* **Task description**
Return every line of the data below, exactly.

* **Data items**

■ ■ ■ ■ ■

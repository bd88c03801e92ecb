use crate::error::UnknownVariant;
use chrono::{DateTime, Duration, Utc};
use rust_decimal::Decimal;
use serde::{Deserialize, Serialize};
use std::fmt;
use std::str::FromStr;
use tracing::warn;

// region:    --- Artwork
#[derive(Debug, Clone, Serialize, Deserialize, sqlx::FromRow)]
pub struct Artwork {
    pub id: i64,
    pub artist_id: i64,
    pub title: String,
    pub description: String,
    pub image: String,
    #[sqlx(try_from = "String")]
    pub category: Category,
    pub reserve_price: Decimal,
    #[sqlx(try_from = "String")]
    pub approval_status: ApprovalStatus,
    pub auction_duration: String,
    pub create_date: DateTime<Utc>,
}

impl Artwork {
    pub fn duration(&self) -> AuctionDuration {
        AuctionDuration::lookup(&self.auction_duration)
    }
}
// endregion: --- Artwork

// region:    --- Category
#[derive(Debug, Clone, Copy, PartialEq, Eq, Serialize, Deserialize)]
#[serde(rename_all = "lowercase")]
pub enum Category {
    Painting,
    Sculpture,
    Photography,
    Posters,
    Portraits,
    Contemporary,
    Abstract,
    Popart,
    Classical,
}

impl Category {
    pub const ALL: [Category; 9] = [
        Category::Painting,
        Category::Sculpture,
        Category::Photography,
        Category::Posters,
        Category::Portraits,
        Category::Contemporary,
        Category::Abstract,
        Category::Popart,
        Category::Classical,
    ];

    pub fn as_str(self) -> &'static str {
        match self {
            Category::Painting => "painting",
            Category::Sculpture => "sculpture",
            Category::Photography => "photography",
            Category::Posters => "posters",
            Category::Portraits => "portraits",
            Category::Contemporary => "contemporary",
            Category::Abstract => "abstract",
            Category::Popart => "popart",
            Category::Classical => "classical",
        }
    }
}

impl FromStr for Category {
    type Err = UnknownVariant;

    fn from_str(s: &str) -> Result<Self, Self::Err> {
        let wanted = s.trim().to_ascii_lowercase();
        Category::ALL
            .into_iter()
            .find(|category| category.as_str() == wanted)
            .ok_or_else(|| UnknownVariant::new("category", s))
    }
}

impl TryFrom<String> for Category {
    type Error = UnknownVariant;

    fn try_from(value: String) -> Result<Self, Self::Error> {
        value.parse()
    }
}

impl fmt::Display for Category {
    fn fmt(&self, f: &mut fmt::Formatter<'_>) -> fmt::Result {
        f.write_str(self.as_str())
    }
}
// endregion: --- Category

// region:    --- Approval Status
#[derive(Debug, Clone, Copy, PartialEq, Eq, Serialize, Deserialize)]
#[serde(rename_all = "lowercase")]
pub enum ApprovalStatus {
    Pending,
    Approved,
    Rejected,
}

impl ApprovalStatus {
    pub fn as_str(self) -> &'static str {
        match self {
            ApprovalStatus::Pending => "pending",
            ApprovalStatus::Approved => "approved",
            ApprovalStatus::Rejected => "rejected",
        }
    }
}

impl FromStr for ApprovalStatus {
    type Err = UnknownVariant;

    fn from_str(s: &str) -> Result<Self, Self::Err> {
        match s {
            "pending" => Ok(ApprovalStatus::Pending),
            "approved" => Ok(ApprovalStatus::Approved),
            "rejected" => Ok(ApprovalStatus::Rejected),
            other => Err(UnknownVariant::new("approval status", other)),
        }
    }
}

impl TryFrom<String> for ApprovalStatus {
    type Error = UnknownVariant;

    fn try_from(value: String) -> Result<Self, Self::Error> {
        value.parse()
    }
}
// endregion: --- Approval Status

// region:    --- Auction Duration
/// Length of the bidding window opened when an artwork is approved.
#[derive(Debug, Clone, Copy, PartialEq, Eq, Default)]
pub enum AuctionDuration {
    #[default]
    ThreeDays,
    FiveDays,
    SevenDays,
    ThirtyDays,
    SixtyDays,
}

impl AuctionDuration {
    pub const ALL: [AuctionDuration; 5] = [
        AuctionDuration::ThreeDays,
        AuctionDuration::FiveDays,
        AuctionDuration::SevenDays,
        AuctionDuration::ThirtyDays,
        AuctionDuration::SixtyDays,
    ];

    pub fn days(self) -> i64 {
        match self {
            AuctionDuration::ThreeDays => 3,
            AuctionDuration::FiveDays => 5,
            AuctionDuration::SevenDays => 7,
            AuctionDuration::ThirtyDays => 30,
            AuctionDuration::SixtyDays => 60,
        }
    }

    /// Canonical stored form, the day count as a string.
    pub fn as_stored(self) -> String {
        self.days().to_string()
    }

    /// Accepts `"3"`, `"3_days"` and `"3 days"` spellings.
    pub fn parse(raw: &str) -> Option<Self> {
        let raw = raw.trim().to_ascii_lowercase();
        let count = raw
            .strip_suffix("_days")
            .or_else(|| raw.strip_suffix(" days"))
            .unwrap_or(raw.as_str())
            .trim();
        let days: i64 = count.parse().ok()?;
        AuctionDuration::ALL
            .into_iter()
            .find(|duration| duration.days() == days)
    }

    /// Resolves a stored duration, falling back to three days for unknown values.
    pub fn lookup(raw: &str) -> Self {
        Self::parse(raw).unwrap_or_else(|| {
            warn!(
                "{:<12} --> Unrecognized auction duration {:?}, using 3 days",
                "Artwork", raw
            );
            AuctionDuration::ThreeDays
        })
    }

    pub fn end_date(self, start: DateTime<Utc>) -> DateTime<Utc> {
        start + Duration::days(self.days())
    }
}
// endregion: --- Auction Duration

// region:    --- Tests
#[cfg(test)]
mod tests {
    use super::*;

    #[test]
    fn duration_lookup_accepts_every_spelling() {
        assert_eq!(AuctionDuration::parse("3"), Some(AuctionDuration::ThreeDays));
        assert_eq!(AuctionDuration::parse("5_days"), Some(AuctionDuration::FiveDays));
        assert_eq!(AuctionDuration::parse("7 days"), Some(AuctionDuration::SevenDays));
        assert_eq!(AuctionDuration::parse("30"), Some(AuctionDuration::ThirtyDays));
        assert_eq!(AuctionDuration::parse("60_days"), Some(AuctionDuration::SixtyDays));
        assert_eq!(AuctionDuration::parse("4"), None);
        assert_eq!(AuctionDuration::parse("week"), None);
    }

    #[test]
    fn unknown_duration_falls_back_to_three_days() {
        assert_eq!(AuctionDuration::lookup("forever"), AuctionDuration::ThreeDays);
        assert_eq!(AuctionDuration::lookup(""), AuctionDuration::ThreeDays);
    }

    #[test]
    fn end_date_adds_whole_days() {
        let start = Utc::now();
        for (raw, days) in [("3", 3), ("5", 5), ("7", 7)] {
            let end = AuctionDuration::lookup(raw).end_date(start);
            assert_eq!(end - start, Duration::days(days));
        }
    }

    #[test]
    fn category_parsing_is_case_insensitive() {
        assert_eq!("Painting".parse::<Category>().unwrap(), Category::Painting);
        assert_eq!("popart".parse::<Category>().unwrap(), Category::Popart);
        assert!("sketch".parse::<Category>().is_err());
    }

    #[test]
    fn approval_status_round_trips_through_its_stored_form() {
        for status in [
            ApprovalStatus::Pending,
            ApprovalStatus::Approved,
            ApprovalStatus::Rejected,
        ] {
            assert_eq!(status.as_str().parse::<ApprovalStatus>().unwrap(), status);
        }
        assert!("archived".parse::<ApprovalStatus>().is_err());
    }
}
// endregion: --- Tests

■ ■ ■ ■ ■

* **Answer section**
repository bd88c03801e92ecb
use crate::error::UnknownVariant;
use chrono::{DateTime, Duration, Utc};
use rust_decimal::Decimal;
use serde::{Deserialize, Serialize};
use std::fmt;
use std::str::FromStr;
use tracing::warn;

// region:    --- Artwork
#[derive(Debug, Clone, Serialize, Deserialize, sqlx::FromRow)]
pub struct Artwork {
    pub id: i64,
    pub artist_id: i64,
    pub title: String,
    pub description: String,
    pub image: String,
    #[sqlx(try_from = "String")]
    pub category: Category,
    pub reserve_price: Decimal,
    #[sqlx(try_from = "String")]
    pub approval_status: ApprovalStatus,
    pub auction_duration: String,
    pub create_date: DateTime<Utc>,
}

impl Artwork {
    pub fn duration(&self) -> AuctionDuration {
        AuctionDuration::lookup(&self.auction_duration)
    }
}
// endregion: --- Artwork

// region:    --- Category
#[derive(Debug, Clone, Copy, PartialEq, Eq, Serialize, Deserialize)]
#[serde(rename_all = "lowercase")]
pub enum Category {
    Painting,
    Sculpture,
    Photography,
    Posters,
    Portraits,
    Contemporary,
    Abstract,
    Popart,
    Classical,
}

impl Category {
    pub const ALL: [Category; 9] = [
        Category::Painting,
        Category::Sculpture,
        Category::Photography,
        Category::Posters,
        Category::Portraits,
        Category::Contemporary,
        Category::Abstract,
        Category::Popart,
        Category::Classical,
    ];

    pub fn as_str(self) -> &'static str {
        match self {
            Category::Painting => "painting",
            Category::Sculpture => "sculpture",
            Category::Photography => "photography",
            Category::Posters => "posters",
            Category::Portraits => "portraits",
            Category::Contemporary => "contemporary",
            Category::Abstract => "abstract",
            Category::Popart => "popart",
            Category::Classical => "classical",
        }
    }
}

impl FromStr for Category {
    type Err = UnknownVariant;

    fn from_str(s: &str) -> Result<Self, Self::Err> {
        let wanted = s.trim().to_ascii_lowercase();
        Category::ALL
            .into_iter()
            .find(|category| category.as_str() == wanted)
            .ok_or_else(|| UnknownVariant::new("category", s))
    }
}

impl TryFrom<String> for Category {
    type Error = UnknownVariant;

    fn try_from(value: String) -> Result<Self, Self::Error> {
        value.parse()
    }
}

impl fmt::Display for Category {
    fn fmt(&self, f: &mut fmt::Formatter<'_>) -> fmt::Result {
        f.write_str(self.as_str())
    }
}
// endregion: --- Category

// region:    --- Approval Status
#[derive(Debug, Clone, Copy, PartialEq, Eq, Serialize, Deserialize)]
#[serde(rename_all = "lowercase")]
pub enum ApprovalStatus {
    Pending,
    Approved,
    Rejected,
}

impl ApprovalStatus {
    pub fn as_str(self) -> &'static str {
        match self {
            ApprovalStatus::Pending => "pending",
            ApprovalStatus::Approved => "approved",
            ApprovalStatus::Rejected => "rejected",
        }
    }
}

impl FromStr for ApprovalStatus {
    type Err = UnknownVariant;

    fn from_str(s: &str) -> Result<Self, Self::Err> {
        match s {
            "pending" => Ok(ApprovalStatus::Pending),
            "approved" => Ok(ApprovalStatus::Approved),
            "rejected" => Ok(ApprovalStatus::Rejected),
            other => Err(UnknownVariant::new("approval status", other)),
        }
    }
}

impl TryFrom<String> for ApprovalStatus {
    type Error = UnknownVariant;

    fn try_from(value: String) -> Result<Self, Self::Error> {
        value.parse()
    }
}
// endregion: --- Approval Status

// region:    --- Auction Duration
/// Length of the bidding window opened when an artwork is approved.
#[derive(Debug, Clone, Copy, PartialEq, Eq, Default)]
pub enum AuctionDuration {
    #[default]
    ThreeDays,
    FiveDays,
    SevenDays,
    ThirtyDays,
    SixtyDays,
}

impl AuctionDuration {
    pub const ALL: [AuctionDuration; 5] = [
        AuctionDuration::ThreeDays,
        AuctionDuration::FiveDays,
        AuctionDuration::SevenDays,
        AuctionDuration::ThirtyDays,
        AuctionDuration::SixtyDays,
    ];

    pub fn days(self) -> i64 {
        match self {
            AuctionDuration::ThreeDays => 3,
            AuctionDuration::FiveDays => 5,
            AuctionDuration::SevenDays => 7,
            AuctionDuration::ThirtyDays => 30,
            AuctionDuration::SixtyDays => 60,
        }
    }

    /// Canonical stored form, the day count as a string.
    pub fn as_stored(self) -> String {
        self.days().to_string()
    }

    /// Accepts `"3"`, `"3_days"` and `"3 days"` spellings.
    pub fn parse(raw: &str) -> Option<Self> {
        let raw = raw.trim().to_ascii_lowercase();
        let count = raw
            .strip_suffix("_days")
            .or_else(|| raw.strip_suffix(" days"))
            .unwrap_or(raw.as_str())
            .trim();
        let days: i64 = count.parse().ok()?;
        AuctionDuration::ALL
            .into_iter()
            .find(|duration| duration.days() == days)
    }

    /// Resolves a stored duration, falling back to three days for unknown values.
    pub fn lookup(raw: &str) -> Self {
        Self::parse(raw).unwrap_or_else(|| {
            warn!(
                "{:<12} --> Unrecognized auction duration {:?}, using 3 days",
                "Artwork", raw
            );
            AuctionDuration::ThreeDays
        })
    }

    pub fn end_date(self, start: DateTime<Utc>) -> DateTime<Utc> {
        start + Duration::days(self.days())
    }
}
// endregion: --- Auction Duration

// region:    --- Tests
#[cfg(test)]
mod tests {
    use super::*;

    #[test]
    fn duration_lookup_accepts_every_spelling() {
        assert_eq!(AuctionDuration::parse("3"), Some(AuctionDuration::ThreeDays));
        assert_eq!(AuctionDuration::parse("5_days"), Some(AuctionDuration::FiveDays));
        assert_eq!(AuctionDuration::parse("7 days"), Some(AuctionDuration::SevenDays));
        assert_eq!(AuctionDuration::parse("30"), Some(AuctionDuration::ThirtyDays));
        assert_eq!(AuctionDuration::parse("60_days"), Some(AuctionDuration::SixtyDays));
        assert_eq!(AuctionDuration::parse("4"), None);
        assert_eq!(AuctionDuration::parse("week"), None);
    }

    #[test]
    fn unknown_duration_falls_back_to_three_days() {
        assert_eq!(AuctionDuration::lookup("forever"), AuctionDuration::ThreeDays);
        assert_eq!(AuctionDuration::lookup(""), AuctionDuration::ThreeDays);
    }

    #[test]
    fn end_date_adds_whole_days() {
        let start = Utc::now();
        for (raw, days) in [("3", 3), ("5", 5), ("7", 7)] {
            let end = AuctionDuration::lookup(raw).end_date(start);
            assert_eq!(end - start, Duration::days(days));
        }
    }

    #[test]
    fn category_parsing_is_case_insensitive() {
        assert_eq!("Painting".parse::<Category>().unwrap(), Category::Painting);
        assert_eq!("popart".parse::<Category>().unwrap(), Category::Popart);
        assert!("sketch".parse::<Category>().is_err());
    }

    #[test]
    fn approval_status_round_trips_through_its_stored_form() {
        for status in [
            ApprovalStatus::Pending,
            ApprovalStatus::Approved,
            ApprovalStatus::Rejected,
        ] {
            assert_eq!(status.as_str().parse::<ApprovalStatus>().unwrap(), status);
        }
        assert!("archived".parse::<ApprovalStatus>().is_err());
    }
}
// endregion: --- Tests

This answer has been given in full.